XSEED Education
- Type: Private company
- Industry: Education
- Founded: 2014
- Founder: Ashish Rajpal
- Headquarters: Singapore,
- Products: The XSEED Method, The XSEED School Program, Learnometer, XSEED MAX, Report Bee
- Number of employees: 100 (2023–24)
- Website: xseededucation.com

= XSEED Education =

XSEED Education is a Singapore-based education company founded by Ashish Rajpal. It runs the XSEED program for teaching and learning.

The XSEED program is an integrated curriculum, teacher training, and assessment tool for K-8 school and out-of-school education. XSEED replaces a knowledge-transmission or "teaching as telling" approach with an inquiry-based, constructivist approach that uses hands-on activities, followed by reflection and feedback. It also emphasizes rigor through practice and assessments.

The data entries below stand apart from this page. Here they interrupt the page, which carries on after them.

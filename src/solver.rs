//! Witness solver.
//!
//! Starting from `ONE` and the supplied inputs, constraints are visited in
//! emission order. A constraint whose L, R and O are all known is checked; one
//! with a single unknown internal variable in exactly one of them is solved for
//! it; anything else is deferred to the next pass. Circuits built by plain
//! imperative composition solve in a single pass.
use super::constraint_system::{Constraint, ConstraintSystem};
use super::errors::SolveError;
use super::linear_combination::LinearCombination;
use super::scalar::FieldElement;
use super::timer::Timer;
use super::variable::{Variable, VariableKind, Visibility};
use core::ops::Index;
use itertools::Itertools;
use serde::{Deserialize, Serialize};
use std::collections::BTreeMap;
use tracing::{debug, trace, warn, Level};

/// Input values keyed by variable.
pub type Inputs = BTreeMap<Variable, FieldElement>;

/// A value for every variable, indexed by variable id. Index 0 holds `ONE`.
#[derive(Clone, Debug, PartialEq, Eq, Serialize, Deserialize)]
pub struct Assignment {
  values: Vec<FieldElement>,
}

impl Assignment {
  pub fn new(values: Vec<FieldElement>) -> Self {
    Assignment { values }
  }

  pub fn get(&self, var: Variable) -> Option<FieldElement> {
    self.values.get(var.index()).copied()
  }

  pub fn values(&self) -> &[FieldElement] {
    &self.values
  }

  pub fn len(&self) -> usize {
    self.values.len()
  }

  pub fn is_empty(&self) -> bool {
    self.values.is_empty()
  }

  pub fn into_values(self) -> Vec<FieldElement> {
    self.values
  }

  /// Public input values in declaration order, as a verifier sees them.
  pub fn public_values(&self, cs: &ConstraintSystem) -> Vec<FieldElement> {
    cs.public_inputs()
      .into_iter()
      .filter_map(|var| self.get(var))
      .collect()
  }

  /// Secret input values in declaration order.
  pub fn secret_values(&self, cs: &ConstraintSystem) -> Vec<FieldElement> {
    cs.secret_inputs()
      .into_iter()
      .filter_map(|var| self.get(var))
      .collect()
  }
}

impl Index<Variable> for Assignment {
  type Output = FieldElement;

  fn index(&self, var: Variable) -> &FieldElement {
    &self.values[var.index()]
  }
}

/// Per-constraint evaluations `a_i = L_i . z`, `b_i = R_i . z`, `c_i = O_i . z`
/// of a solved assignment, as consumed by proving back ends.
#[derive(Clone, Debug, PartialEq, Eq, Serialize, Deserialize)]
pub struct Evaluations {
  pub a: Vec<FieldElement>,
  pub b: Vec<FieldElement>,
  pub c: Vec<FieldElement>,
}

#[derive(Clone, Debug, PartialEq, Eq)]
pub struct Solution {
  pub assignment: Assignment,
  pub evaluations: Option<Evaluations>,
}

const ENV_MAX_PASSES: &str = "R1CS_SOLVER_MAX_PASSES";
const ENV_RECORD_EVALUATIONS: &str = "R1CS_SOLVER_RECORD_EVALUATIONS";

/// Solver configuration.
#[derive(Clone, Debug, Default, PartialEq, Eq, Serialize, Deserialize)]
pub struct SolverOptions {
  /// Upper bound on passes over the pending constraints. `None` allows one
  /// pass per constraint, which always suffices.
  pub max_passes: Option<usize>,
  /// Also return the per-constraint evaluations.
  pub record_evaluations: bool,
}

impl SolverOptions {
  /// Defaults overridden by `R1CS_SOLVER_MAX_PASSES` and
  /// `R1CS_SOLVER_RECORD_EVALUATIONS` when set; unparsable values are ignored.
  pub fn from_env() -> Self {
    let mut opts = Self::default();
    if let Ok(v) = std::env::var(ENV_MAX_PASSES) {
      match v.parse::<usize>() {
        Ok(n) => opts.max_passes = Some(n),
        Err(_) => warn!(value = %v, "ignoring invalid {}", ENV_MAX_PASSES),
      }
    }
    if let Ok(v) = std::env::var(ENV_RECORD_EVALUATIONS) {
      opts.record_evaluations = matches!(v.as_str(), "1" | "true" | "yes");
    }
    opts
  }
}

/// The state of one side of a constraint under a partial assignment.
#[derive(Clone, Copy, Debug)]
enum Side {
  Known(FieldElement),
  /// `coeff * variable + rest` with `variable` still unset
  Unknown {
    variable: Variable,
    coeff: FieldElement,
    rest: FieldElement,
  },
  Underdetermined,
}

impl Side {
  fn of(lc: &LinearCombination, values: &[Option<FieldElement>]) -> Side {
    let mut rest = FieldElement::ZERO;
    let mut unknown: Option<(Variable, FieldElement)> = None;
    for term in lc.terms() {
      match values.get(term.variable.index()).copied().flatten() {
        Some(v) => rest += term.coeff * v,
        None => match unknown {
          None => unknown = Some((term.variable, term.coeff)),
          Some((var, coeff)) if var == term.variable => unknown = Some((var, coeff + term.coeff)),
          Some(_) => return Side::Underdetermined,
        },
      }
    }
    match unknown {
      Some((variable, coeff)) if !coeff.is_zero() => Side::Unknown {
        variable,
        coeff,
        rest,
      },
      _ => Side::Known(rest),
    }
  }
}

enum Step {
  Checked,
  Solved(Variable),
  Deferred,
}

/// Solves `coeff * v = target` for `v`.
fn solve_linear(
  constraint: usize,
  coeff: FieldElement,
  target: FieldElement,
) -> Result<FieldElement, SolveError> {
  if coeff.is_one() {
    return Ok(target);
  }
  let inv = coeff
    .invert()
    .map_err(|_| SolveError::DivisionByZero { constraint })?;
  Ok(target * inv)
}

/// Wrong witnesses log at debug; every other failure warns.
fn failure_level(e: &SolveError) -> Level {
  match e {
    SolveError::ConstraintMismatch { .. } => Level::DEBUG,
    _ => Level::WARN,
  }
}

/// Computes witnesses for one compiled circuit. Holds the system by shared
/// reference only.
pub struct Solver<'a> {
  cs: &'a ConstraintSystem,
  options: SolverOptions,
}

impl<'a> Solver<'a> {
  pub fn new(cs: &'a ConstraintSystem) -> Self {
    Self::with_options(cs, SolverOptions::default())
  }

  pub fn with_options(cs: &'a ConstraintSystem, options: SolverOptions) -> Self {
    Solver { cs, options }
  }

  pub fn options(&self) -> &SolverOptions {
    &self.options
  }

  pub fn solve(&self, public: &Inputs, secret: &Inputs) -> Result<Assignment, SolveError> {
    self.solve_full(public, secret).map(|s| s.assignment)
  }

  pub fn solve_witness(&self, witness: &Witness<'_>) -> Result<Assignment, SolveError> {
    self.solve(witness.public(), witness.secret())
  }

  /// Solves and, if configured, records per-constraint evaluations.
  pub fn solve_full(&self, public: &Inputs, secret: &Inputs) -> Result<Solution, SolveError> {
    let _span = tracing::debug_span!("solve", constraints = self.cs.num_constraints()).entered();
    let timer = Timer::new("solve");
    let result = self.run(public, secret);
    timer.stop();

    let assignment = match result {
      Ok(assignment) => assignment,
      Err(e) => {
        if failure_level(&e) == Level::DEBUG {
          debug!(error = %e, "inputs do not satisfy the circuit");
        } else {
          warn!(error = %e, "solving failed");
        }
        return Err(e);
      }
    };
    let evaluations = if self.options.record_evaluations {
      Some(self.evaluations(&assignment)?)
    } else {
      None
    };
    Ok(Solution {
      assignment,
      evaluations,
    })
  }

  /// Solves independent input sets against the same system in parallel.
  #[cfg(feature = "multicore")]
  pub fn solve_batch(&self, batch: &[(Inputs, Inputs)]) -> Vec<Result<Assignment, SolveError>> {
    use rayon::prelude::*;
    batch
      .par_iter()
      .map(|(public, secret)| self.solve(public, secret))
      .collect()
  }

  fn seed(&self, public: &Inputs, secret: &Inputs) -> Result<Vec<Option<FieldElement>>, SolveError> {
    let mut values = vec![None; self.cs.num_variables()];
    values[Variable::ONE.index()] = Some(FieldElement::ONE);

    for (visibility, inputs) in [(Visibility::Public, public), (Visibility::Secret, secret)] {
      for (&variable, &value) in inputs {
        if self.cs.variable_kind(variable) != Some(VariableKind::Input(visibility)) {
          return Err(SolveError::UnexpectedInput { variable });
        }
        values[variable.index()] = Some(value);
      }
    }

    if let Some((variable, info)) = self.cs.inputs().find(|(v, _)| values[v.index()].is_none()) {
      return Err(SolveError::MissingInput {
        variable,
        name: info.name.clone().unwrap_or_default(),
      });
    }
    Ok(values)
  }

  fn run(&self, public: &Inputs, secret: &Inputs) -> Result<Assignment, SolveError> {
    let mut values = self.seed(public, secret)?;
    let constraints = self.cs.constraints();
    let max_passes = self
      .options
      .max_passes
      .unwrap_or(constraints.len() + 1);

    let mut pending: Vec<usize> = (0..constraints.len()).collect();
    let mut passes = 0;
    while !pending.is_empty() {
      if passes == max_passes {
        return Err(SolveError::PassLimitExceeded { passes });
      }
      passes += 1;

      let mut deferred = Vec::new();
      for &i in &pending {
        match self.step(i, &constraints[i], &mut values)? {
          Step::Checked => {}
          Step::Solved(variable) => trace!(constraint = i, %variable, "solved"),
          Step::Deferred => deferred.push(i),
        }
      }
      debug!(
        pass = passes,
        resolved = pending.len() - deferred.len(),
        deferred = deferred.len(),
        "solver pass"
      );

      if deferred.len() == pending.len() {
        let constraint = deferred[0];
        let c = &constraints[constraint];
        let unknowns = [&c.l, &c.r, &c.o]
          .into_iter()
          .flat_map(|lc| lc.variables())
          .filter(|v| values[v.index()].is_none())
          .unique()
          .collect();
        return Err(SolveError::UnsatisfiedConstraint {
          constraint,
          unknowns,
        });
      }
      pending = deferred;
    }

    values
      .into_iter()
      .enumerate()
      .map(|(i, v)| {
        v.ok_or(SolveError::UnconstrainedVariable {
          variable: Variable::new(i),
        })
      })
      .collect::<Result<Vec<_>, _>>()
      .map(Assignment::new)
  }

  fn step(
    &self,
    i: usize,
    c: &Constraint,
    values: &mut [Option<FieldElement>],
  ) -> Result<Step, SolveError> {
    let l = Side::of(&c.l, values);
    let r = Side::of(&c.r, values);
    let o = Side::of(&c.o, values);

    let (variable, value) = match (l, r, o) {
      (Side::Known(l), Side::Known(r), Side::Known(o)) => {
        let lhs = l * r;
        if lhs != o {
          return Err(SolveError::ConstraintMismatch {
            constraint: i,
            lhs,
            rhs: o,
          });
        }
        return Ok(Step::Checked);
      }
      // coeff * v + rest = l * r
      (
        Side::Known(l),
        Side::Known(r),
        Side::Unknown {
          variable,
          coeff,
          rest,
        },
      ) => (variable, solve_linear(i, coeff, l * r - rest)?),
      // (coeff * v + rest) * r = o
      (
        Side::Unknown {
          variable,
          coeff,
          rest,
        },
        Side::Known(r),
        Side::Known(o),
      ) => (variable, solve_linear(i, coeff * r, o - rest * r)?),
      // l * (coeff * v + rest) = o
      (
        Side::Known(l),
        Side::Unknown {
          variable,
          coeff,
          rest,
        },
        Side::Known(o),
      ) => (variable, solve_linear(i, coeff * l, o - rest * l)?),
      _ => return Ok(Step::Deferred),
    };

    values[variable.index()] = Some(value);
    Ok(Step::Solved(variable))
  }

  fn evaluations(&self, assignment: &Assignment) -> Result<Evaluations, SolveError> {
    let (a, b, c): (Vec<_>, Vec<_>, Vec<_>) = (0..self.cs.num_constraints())
      .map(|i| {
        self
          .cs
          .evaluate(i, assignment.values())
          .ok_or(SolveError::AssignmentLength {
            expected: self.cs.num_variables(),
            got: assignment.len(),
          })
      })
      .collect::<Result<Vec<_>, _>>()?
      .into_iter()
      .multiunzip();
    Ok(Evaluations { a, b, c })
  }
}

/// Solves with default options.
pub fn solve(
  cs: &ConstraintSystem,
  public: &Inputs,
  secret: &Inputs,
) -> Result<Assignment, SolveError> {
  Solver::new(cs).solve(public, secret)
}

/// Input values assigned by declared name, split by visibility.
pub struct Witness<'a> {
  cs: &'a ConstraintSystem,
  public: Inputs,
  secret: Inputs,
}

The XSEED program has reached close to 2 million students across several countries. XSEED Education has acquired two technology companies, Pleolabs (2015) and Report Bee (2018).

== Overview ==
The XSEED Method was invented by Ashish Rajpal, an alumnus of the Harvard Graduate School of Education. The XSEED school program content was then developed with a team that included alumni from Harvard, Cambridge, MIT, and IIM Ahmedabad. The program includes a detailed micro-curriculum, training for teachers, assessment tools, and digital learning resources for students.

The XSEED program aligns with existing international standards and the syllabus of various boards, including the US Core, Singapore, India (CBSE, ICSE, State Boards), and the Philippines (K-12 standards of the Department of Education).

The XSEED Method has been implemented by 3,000 schools across India, the Philippines, Dubai, Riyadh, Qatar, Nepal, and Oman. XSEED has also partnered with the Royal Education Council in Bhutan.